By referring to drug-resistant mutations that may be clinically relevant, and information about the target and the chemical structure of the drug, the mutation of the drug target confirms the its activity and helps develop new drugs that circumvent clinical drug resistance. Therefore, identifying such mutations that lead to drug resistance can provide crucial information for clinical and preclinical drug development projects. Multiple  techniques, such as in vitro error-prone PCR, plasmid mutagenesis in error-prone DNA replication bacteria, ENU mutagenesis, the use of mismatch repair defective cell lines, and mutagenesis by integrated TilEs followed by sequencing (MITE-SEQ), have been deployed to identify mutations associated with drug resistance. All of these techniques are limited by identifying only point mutations, challenges in sequencing, or constraints in potential sequence space, despite their respective pros and cons. In addition, these technologies can be technically challenging, laborious, and costly.

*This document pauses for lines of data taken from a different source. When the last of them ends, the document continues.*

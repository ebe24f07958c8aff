/*
[INPUT]:  Session store, response headers, optional backend notifier
[OUTPUT]: Stable session id and server-reported usage counters
[POS]:    Session layer - per-session identity and rate-limit bookkeeping
[UPDATE]: When session id format, usage headers or reset flow change
*/

use std::sync::{Arc, RwLock};
use std::time::Duration;

use async_trait::async_trait;
use tracing::{debug, info, warn};

use crate::http::Result;
use crate::storage::{BrowserState, SESSION_ID_KEY};
use crate::types::{DEFAULT_DAILY_LIMIT, UsageCounters};

use super::headers::{
    DAILY_LIMIT_HEADER, HeaderLookup, REQUESTS_REMAINING_HEADER, REQUESTS_USED_HEADER,
};
use super::id::{generate_fresh_session_id, generate_session_id};

/// Time the server gets to drop the old session before a new id is issued
pub const DEFAULT_RESET_DELAY: Duration = Duration::from_millis(500);

/// Receives session teardown notifications
#[async_trait]
pub trait SessionNotifier: Send + Sync {
    async fn notify_session_cleared(&self, session_id: &str) -> Result<()>;
}

/// Owns the session id and the usage counters.
///
/// Clones share state. Concurrent updates to the counters are last write
/// wins; the server is the source of truth and re-reports on every response.
#[derive(Debug, Clone)]
pub struct SessionTracker {
    state: BrowserState,
    usage: Arc<RwLock<UsageCounters>>,
    reset_delay: Duration,
}

impl SessionTracker {
    pub fn new(state: BrowserState) -> Self {
        Self {
            state,
            usage: Arc::new(RwLock::new(UsageCounters::default())),
            reset_delay: DEFAULT_RESET_DELAY,
        }
    }

    /// Override the pause taken by [`force_session_reset`](Self::force_session_reset)
    pub fn with_reset_delay(mut self, delay: Duration) -> Self {
        self.reset_delay = delay;
        self
    }

    pub fn browser_state(&self) -> &BrowserState {
        &self.state
    }

    /// Current session id, creating and persisting one if none exists
    pub fn get_session_id(&self) -> String {
        if let Some(id) = self.stored_session_id() {
            return id;
        }

        let id = generate_session_id();
        self.persist_session_id(&id);
        info!(session_id = %id, "created session");
        id
    }

    /// Overwrite all three counters from `X-Requests-*` / `X-Daily-Limit`
    pub fn update_usage_from_response(&self, headers: &impl HeaderLookup) {
        let counters = UsageCounters {
            used: headers.header_i64(REQUESTS_USED_HEADER).unwrap_or(0),
            remaining: headers
                .header_i64(REQUESTS_REMAINING_HEADER)
                .unwrap_or(DEFAULT_DAILY_LIMIT),
            limit: headers
                .header_i64(DAILY_LIMIT_HEADER)
                .unwrap_or(DEFAULT_DAILY_LIMIT),
        };

        debug!(
            used = counters.used,
            remaining = counters.remaining,
            limit = counters.limit,
            "usage updated"
        );
        self.set_usage(counters);
    }

    pub fn usage(&self) -> UsageCounters {
        *self.usage.read().unwrap_or_else(|e| e.into_inner())
    }

    pub fn requests_used(&self) -> i64 {
        self.usage().used
    }

    pub fn requests_remaining(&self) -> i64 {
        self.usage().remaining
    }

    pub fn daily_limit(&self) -> i64 {
        self.usage().limit
    }

    pub fn usage_percentage(&self) -> i64 {
        self.usage().percentage()
    }

    pub fn can_send_request(&self) -> bool {
        self.usage().remaining > 0
    }

    /// Drop the stored id, issue a new one and reset the counters
    pub fn reset_session(&self) -> String {
        if let Err(err) = self.state.session.remove(SESSION_ID_KEY) {
            warn!(error = %err, "failed to remove session id");
        }
        self.set_usage(UsageCounters::default());

        let id = generate_session_id();
        self.persist_session_id(&id);
        info!(session_id = %id, "session reset");
        id
    }

    /// Tear the session down everywhere and start over.
    ///
    /// Notifies the backend if a notifier is given (errors are ignored),
    /// wipes every key of both the local and the session store, waits for
    /// the server to settle, then issues a fresh two-segment id. Never fails.
    pub async fn force_session_reset(&self, notifier: Option<&dyn SessionNotifier>) -> String {
        if let (Some(notifier), Some(old_id)) = (notifier, self.stored_session_id()) {
            match notifier.notify_session_cleared(&old_id).await {
                Ok(()) => debug!(session_id = %old_id, "backend notified of session reset"),
                Err(err) => warn!(error = %err, "session clear notification failed"),
            }
        }

        if let Err(err) = self.state.clear_all() {
            warn!(error = %err, "failed to clear stored state");
        }

        tokio::time::sleep(self.reset_delay).await;

        let id = generate_fresh_session_id();
        self.persist_session_id(&id);
        self.set_usage(UsageCounters::default());
        info!(session_id = %id, "forced session reset");
        id
    }

    fn stored_session_id(&self) -> Option<String> {
        match self.state.session.get(SESSION_ID_KEY) {
            Ok(id) => id.filter(|id| !id.is_empty()),
            Err(err) => {
                warn!(error = %err, "failed to read session id");
                None
            }
        }
    }

    fn persist_session_id(&self, id: &str) {
        if let Err(err) = self.state.session.set(SESSION_ID_KEY, id) {
            warn!(error = %err, "failed to persist session id");
        }
    }

    fn set_usage(&self, counters: UsageCounters) {
        let mut guard = self.usage.write().unwrap_or_else(|e| e.into_inner());
        *guard = counters;
    }
}

#[cfg(test)]
mod tests {
    use super::*;
    use std::collections::HashMap;
    use std::sync::Mutex;

    use crate::http::ClientError;
    use crate::storage::{DEMO_KEY_KEY, LIFX_API_KEY};

    fn tracker() -> SessionTracker {
        SessionTracker::new(BrowserState::in_memory()).with_reset_delay(Duration::from_millis(1))
    }

    fn headers(pairs: &[(&str, &str)]) -> HashMap<String, String> {
        pairs
            .iter()
            .map(|(k, v)| (k.to_string(), v.to_string()))
            .collect()
    }

    #[derive(Default)]
    struct RecordingNotifier {
        seen: Mutex<Vec<String>>,
        fail: bool,
    }

    #[async_trait]
    impl SessionNotifier for RecordingNotifier {
        async fn notify_session_cleared(&self, session_id: &str) -> Result<()> {
            self.seen.lock().unwrap().push(session_id.to_string());
            if self.fail {
                Err(ClientError::InvalidResponse("backend down".to_string()))
            } else {
                Ok(())
            }
        }
    }

    #[test]
    fn test_session_id_is_stable_until_reset() {
        let tracker = tracker();
        let first = tracker.get_session_id();
        assert_eq!(tracker.get_session_id(), first);

        let reset = tracker.reset_session();
        assert_ne!(reset, first);
        assert_eq!(tracker.get_session_id(), reset);
    }

    #[test]
    fn test_session_id_is_persisted() {
        let state = BrowserState::in_memory();
        let id = SessionTracker::new(state.clone()).get_session_id();
        assert_eq!(state.session.get(SESSION_ID_KEY).unwrap(), Some(id.clone()));

        // a second tracker over the same store sees the same session
        assert_eq!(SessionTracker::new(state).get_session_id(), id);
    }

    #[test]
    fn test_update_usage_from_headers() {
        let tracker = tracker();
        tracker.update_usage_from_response(&headers(&[
            ("x-requests-used", "5"),
            ("x-requests-remaining", "95"),
            ("x-daily-limit", "100"),
        ]));
        assert_eq!(
            tracker.usage(),
            UsageCounters { used: 5, remaining: 95, limit: 100 }
        );
        assert_eq!(tracker.usage_percentage(), 5);
    }

    #[test]
    fn test_update_usage_defaults_when_missing() {
        let tracker = tracker();
        tracker.update_usage_from_response(&headers(&[("x-requests-used", "42")]));
        tracker.update_usage_from_response(&headers(&[]));
        assert_eq!(
            tracker.usage(),
            UsageCounters { used: 0, remaining: 100, limit: 100 }
        );
    }

    #[test]
    fn test_update_usage_accepts_any_casing() {
        let tracker = tracker();
        tracker.update_usage_from_response(&headers(&[
            ("X-Requests-Used", "10"),
            ("X-REQUESTS-REMAINING", "0"),
            ("x-Daily-Limit", "10"),
        ]));
        assert_eq!(tracker.requests_used(), 10);
        assert_eq!(tracker.requests_remaining(), 0);
        assert_eq!(tracker.daily_limit(), 10);
    }

    #[test]
    fn test_can_send_request_tracks_remaining() {
        let tracker = tracker();
        assert!(tracker.can_send_request());

        tracker.update_usage_from_response(&headers(&[("x-requests-remaining", "0")]));
        assert!(!tracker.can_send_request());

        tracker.update_usage_from_response(&headers(&[("x-requests-remaining", "1")]));
        assert!(tracker.can_send_request());
    }

    #[test]
    fn test_negative_remaining_blocks_requests() {
        let tracker = tracker();
        tracker.update_usage_from_response(&headers(&[
            ("x-requests-used", "101"),
            ("x-requests-remaining", "-1"),
            ("x-daily-limit", "100"),
        ]));

        assert_eq!(
            tracker.usage(),
            UsageCounters { used: 101, remaining: -1, limit: 100 }
        );
        assert!(!tracker.can_send_request());
        assert_eq!(tracker.usage_percentage(), 101);
    }

    #[test]
    fn test_reset_session_restores_default_counters() {
        let tracker = tracker();
        tracker.update_usage_from_response(&headers(&[
            ("x-requests-used", "99"),
            ("x-requests-remaining", "1"),
        ]));
        tracker.reset_session();
        assert_eq!(tracker.usage(), UsageCounters::default());
    }

    #[tokio::test]
    async fn test_force_reset_wipes_all_storage() {
        let tracker = tracker();
        let state = tracker.browser_state().clone();
        let old = tracker.get_session_id();
        state.local.set(LIFX_API_KEY, "key").unwrap();
        state.local.set(DEMO_KEY_KEY, "LifxDemo").unwrap();

        let notifier = RecordingNotifier::default();
        let new_id = tracker.force_session_reset(Some(&notifier)).await;

        assert_ne!(new_id, old);
        assert_eq!(new_id.split('_').count(), 4);
        assert_eq!(notifier.seen.lock().unwrap().as_slice(), &[old]);
        assert!(state.local.keys().unwrap().is_empty());
        assert_eq!(state.session.keys().unwrap(), vec![SESSION_ID_KEY.to_string()]);
        assert_eq!(tracker.get_session_id(), new_id);
    }

    #[tokio::test]
    async fn test_force_reset_ignores_notifier_failure() {
        let tracker = tracker();
        tracker.get_session_id();
        tracker.update_usage_from_response(&headers(&[("x-requests-used", "3")]));

        let notifier = RecordingNotifier {
            fail: true,
            ..Default::default()
        };
        let new_id = tracker.force_session_reset(Some(&notifier)).await;

        assert!(new_id.starts_with("session_"));
        assert_eq!(tracker.usage(), UsageCounters::default());
    }

    #[tokio::test]
    async fn test_force_reset_without_notifier() {
        let tracker = tracker();
        let new_id = tracker.force_session_reset(None).await;
        assert_eq!(tracker.get_session_id(), new_id);
    }
}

Overview of LentiMutate. (Cancer Research)

Since lentivirus transduction has been routinely carried out in many laboratories, it is relatively simple to use LentiMutate. The researchers envisioned that LentiMutate could be used in the early stages of cancer drug discovery to test specificity, provide information for the synthesis of second-generation inhibitors, and improve the understanding of drug-protein interactions. It is worth noting that LentiMutate can be used in any type of RNA/DNA/protein evolution process, with positive selection steps, not just the identification of drug resistance mutations. Therefore, the use of LentiMutate is not limited to providing information for anti-cancer drug development projects.